In practice, Research 2.o corresponds to the progressive emergence of new scientific repositories, new scientific networks, new research products (including new form of “publications”), new research processes, etc. It is likely that this will lead in the future to new evaluation schemes and new research policies. Though Research 2.0 should be considered as a medium to long term vision in an historical perspective, short term vision are also of interest. In fact current practices already exibit some R2.o flavors. For instance Web 2.o technologies such as blogs, wikis, social networks and twitter already have an impact on collaborative research. We can only expect this impact to grow in the future. Interestingly, in the last couple of years, Research 2.0 has received much more attention in disciplines such as Physics, Biology, Mathematics or Social Sciences than in Computer Science. Building on the great success of the IBM CASCON workshop on Research 2.0 and Software Engineering 2.0 (SER2009), this workshop aims to further explore how Research 2.0 could benefit the Software Engineering (SE) community and vice versa.

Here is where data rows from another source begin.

// SPDX-FileCopyrightText: 2026 Maitre Contributors
// SPDX-License-Identifier: MIT OR Apache-2.0

//! `maitre serve` command implementation.
//!
//! Wires the production adapters (Twilio transport, Gemini model, SQLite
//! store, log publisher) into the workflow engine and exposes the HTTP
//! surface: `POST /reviews` for ingestion, `POST /webhook` for the Twilio
//! callback, and `GET /healthz`. A background task sweeps expired approval
//! deadlines. Shutdown is coordinated through a `CancellationToken`
//! triggered by SIGINT/SIGTERM.

use std::sync::Arc;

use axum::Router;
use axum::extract::State;
use axum::http::{HeaderMap, StatusCode};
use axum::response::IntoResponse;
use axum::routing::{get, post};
use tokio_util::sync::CancellationToken;
use tracing::{debug, error, info, warn};

use maitre_config::model::MaitreConfig;
use maitre_core::types::NewReview;
use maitre_core::{Adapter, MaitreError, ReviewStore};
use maitre_draft::DraftGenerator;
use maitre_engine::{EngineSettings, WorkflowEngine};
use maitre_gateway::{TwilioTransport, normalize_inbound, signature};
use maitre_gemini::GeminiModel;
use maitre_guidelines::GuidelineRules;
use maitre_resilience::RetryPolicy;
use maitre_storage::SqliteReviewStore;

use crate::publisher::LogPublisher;

struct AppState {
    engine: Arc<WorkflowEngine>,
    store: Arc<SqliteReviewStore>,
    config: MaitreConfig,
}

/// Runs the `maitre serve` command.
pub async fn run_serve(config: MaitreConfig) -> Result<(), MaitreError> {
    init_tracing(&config.engine.log_level);
    info!(name = config.engine.name, "starting maitre serve");

    let store = Arc::new(SqliteReviewStore::new(config.storage.clone()));
    store.initialize().await?;

    let transport = Arc::new(TwilioTransport::new(&config.twilio)?);
    let model = Arc::new(GeminiModel::new(&config.gemini)?);
    let publisher = Arc::new(LogPublisher);

    let retry = RetryPolicy {
        max_attempts: config.retry.max_attempts,
        initial_backoff_ms: config.retry.initial_backoff_ms,
        backoff_factor: config.retry.backoff_factor,
    };
    let rules = GuidelineRules {
        occasion_terms: config.guidelines.occasion_terms.clone(),
        manager_contact: config.guidelines.manager_contact.clone(),
        complimentary_item: config.guidelines.complimentary_item.clone(),
    };
    let drafter = DraftGenerator::new(model, config.draft.clone(), retry.clone());
    let settings = EngineSettings::from_config(&config.engine, &config.twilio)?;

    let engine = Arc::new(WorkflowEngine::new(
        store.clone(),
        transport,
        drafter,
        publisher,
        rules,
        retry,
        settings,
    ));

    let cancel = install_signal_handler();

    // Deadline sweep task.
    {
        let sweep_engine = engine.clone();
        let sweep_cancel = cancel.clone();
        let interval_secs = config.engine.sweep_interval_secs;
        tokio::spawn(async move {
            let mut interval =
                tokio::time::interval(std::time::Duration::from_secs(interval_secs.max(1)));
            // Skip the first immediate tick.
            interval.tick().await;
            loop {
                tokio::select! {
                    _ = interval.tick() => {
                        match sweep_engine.sweep_expired().await {
                            Ok(0) => debug!("deadline sweep: nothing expired"),
                            Ok(n) => info!(abandoned = n, "deadline sweep abandoned reviews"),
                            Err(e) => warn!(error = %e, "deadline sweep failed"),
                        }
                    }
                    _ = sweep_cancel.cancelled() => {
                        info!("deadline sweep shutting down");
                        break;
                    }
                }
            }
        });
    }

    let state = Arc::new(AppState {
        engine,
        store: store.clone(),
        config: config.clone(),
    });

    let app = Router::new()
        .route("/reviews", post(ingest_review))
        .route("/webhook", post(twilio_webhook))
        .route("/healthz", get(healthz))
        .with_state(state);

    let listener = tokio::net::TcpListener::bind(&config.server.bind_address)
        .await
        .map_err(|e| MaitreError::Config(format!(
            "cannot bind {}: {e}",
            config.server.bind_address
        )))?;
    info!(address = %config.server.bind_address, "webhook server listening");

    axum::serve(listener, app)
        .with_graceful_shutdown(cancel.clone().cancelled_owned())
        .await
        .map_err(|e| MaitreError::Internal(format!("server error: {e}")))?;

    store.close().await?;
    info!("maitre serve shutdown complete");
    Ok(())
}

/// `POST /reviews` - ingest a review and start the approval conversation.
///
/// Generation or delivery exhaustion still answers 2xx: the review is
/// persisted and flagged for attention, and a non-2xx would invite the
/// source to re-submit an id that already exists. 202 signals the flagged
/// case; errors here are infrastructure failures only.
async fn ingest_review(
    State(state): State<Arc<AppState>>,
    axum::Json(new_review): axum::Json<NewReview>,
) -> impl IntoResponse {
    if new_review.id.is_empty() {
        return (StatusCode::BAD_REQUEST, "review id must not be empty").into_response();
    }
    match state.engine.ingest(new_review).await {
        Ok(review) if review.needs_attention => {
            (StatusCode::ACCEPTED, axum::Json(review)).into_response()
        }
        Ok(review) => (StatusCode::CREATED, axum::Json(review)).into_response(),
        Err(e) => {
            error!(error = %e, "review ingestion failed");
            (
                StatusCode::INTERNAL_SERVER_ERROR,
                format!("ingestion failed: {e}"),
            )
                .into_response()
        }
    }
}

/// `POST /webhook` - the Twilio inbound message callback.
///
/// Always returns 200 for well-signed requests, even when the payload is
/// malformed or duplicated; Twilio retries non-2xx responses and a retry
/// of garbage is still garbage.
async fn twilio_webhook(
    State(state): State<Arc<AppState>>,
    headers: HeaderMap,
    axum::Form(params): axum::Form<Vec<(String, String)>>,
) -> impl IntoResponse {
    let twilio = &state.config.twilio;

    if twilio.validate_signatures {
        let Some(auth_token) = twilio.auth_token.as_deref() else {
            error!("signature validation enabled but no auth token configured");
            return StatusCode::INTERNAL_SERVER_ERROR.into_response();
        };
        let signature_header = headers
            .get("x-twilio-signature")
            .and_then(|v| v.to_str().ok())
            .unwrap_or_default();
        let url = webhook_url(&state.config);
        if !signature::validate(auth_token, &url, &params, signature_header) {
            warn!("webhook rejected: bad or missing signature");
            return StatusCode::FORBIDDEN.into_response();
        }
    }

    let message = match normalize_inbound(&params, twilio.manager_number.as_deref()) {
        Ok(message) => message,
        Err(e) => {
            // Malformed events are acknowledged and dropped.
            warn!(error = %e, "dropping malformed inbound event");
            return StatusCode::OK.into_response();
        }
    };

    match state.engine.handle_inbound(message).await {
        Ok(()) => StatusCode::OK.into_response(),
        Err(e) => {
            error!(error = %e, "inbound handling failed");
            StatusCode::INTERNAL_SERVER_ERROR.into_response()
        }
    }
}

/// `GET /healthz`.
async fn healthz(State(state): State<Arc<AppState>>) -> impl IntoResponse {
    match state.store.health_check().await {
        Ok(_) => (StatusCode::OK, "ok").into_response(),
        Err(e) => {
            error!(error = %e, "health check failed");
            (StatusCode::SERVICE_UNAVAILABLE, "storage unavailable").into_response()
        }
    }
}

/// The externally visible webhook URL, as Twilio signed it.
fn webhook_url(config: &MaitreConfig) -> String {
    match &config.server.public_url {
        Some(url) => {
            let base = url.trim_end_matches('/');
            format!("{base}/webhook")
        }
        None => format!("http://{}/webhook", config.server.bind_address),
    }
}

fn install_signal_handler() -> CancellationToken {
    let token = CancellationToken::new();
    let token_clone = token.clone();

    tokio::spawn(async move {
        let ctrl_c = tokio::signal::ctrl_c();

        #[cfg(unix)]
        {
            use tokio::signal::unix::{SignalKind, signal};
            let mut sigterm =
                signal(SignalKind::terminate()).expect("failed to install SIGTERM handler");

            tokio::select! {
                _ = ctrl_c => {
                    info!("received SIGINT (Ctrl+C), initiating shutdown");
                }
                _ = sigterm.recv() => {
                    info!("received SIGTERM, initiating shutdown");
                }
            }
        }

        #[cfg(not(unix))]
        {
            let _ = ctrl_c.await;
            info!("received Ctrl+C, initiating shutdown");
        }

        token_clone.cancel();
    });

    token
}

fn init_tracing(log_level: &str) {
    use tracing_subscriber::EnvFilter;

    let filter = EnvFilter::try_from_default_env()
        .unwrap_or_else(|_| EnvFilter::new(format!("maitre={log_level},warn")));

    tracing_subscriber::fmt()
        .with_env_filter(filter)
        .with_target(true)
        .with_thread_names(false)
        .init();
}

#[cfg(test)]
mod tests {
    use super::*;

    #[test]
    fn webhook_url_prefers_public_url() {
        let mut config = MaitreConfig::default();
        config.server.public_url = Some("https://maitre.example.com/".to_string());
        assert_eq!(webhook_url(&config), "https://maitre.example.com/webhook");
    }

    #[test]
    fn webhook_url_falls_back_to_bind_address() {
        let config = MaitreConfig::default();
        assert_eq!(webhook_url(&config), "http://127.0.0.1:3000/webhook");
    }
}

The topics of the workshop include:
- Integrated Research Environment (IRE) and personal research portfolio,
- Collaborative and distributed repositories of software artifacts or information about research eco-systems.
- Techniques and tools for on-line demonstration, collaborative experimentation, collection and archiving of research information, etc.
- Interoperability and standardization of research repositories, tools, platforms, and standards for research collaborations
- Mining research repositories, analysis of software engineering communities and their history
- Ontologies and classifications of software engineering fields and their evolution
- Usage/development of Web 2.0 tools for the software engineering research community
- Concepts and techniques that goes beyond the notion of Software Engineering “publications”
- Analysis of R2.0 success stories or failures (in SE but also in other fields) including lessoned learned and recommendation.
- Social, political, economical and ethical analysis of past and/or current research practices and recommendations for the future
Furthermore contributions that are not directly connected to the domain of software engineering are also welcome. You can submit your contribution until April, 20 2010 at the workshop site.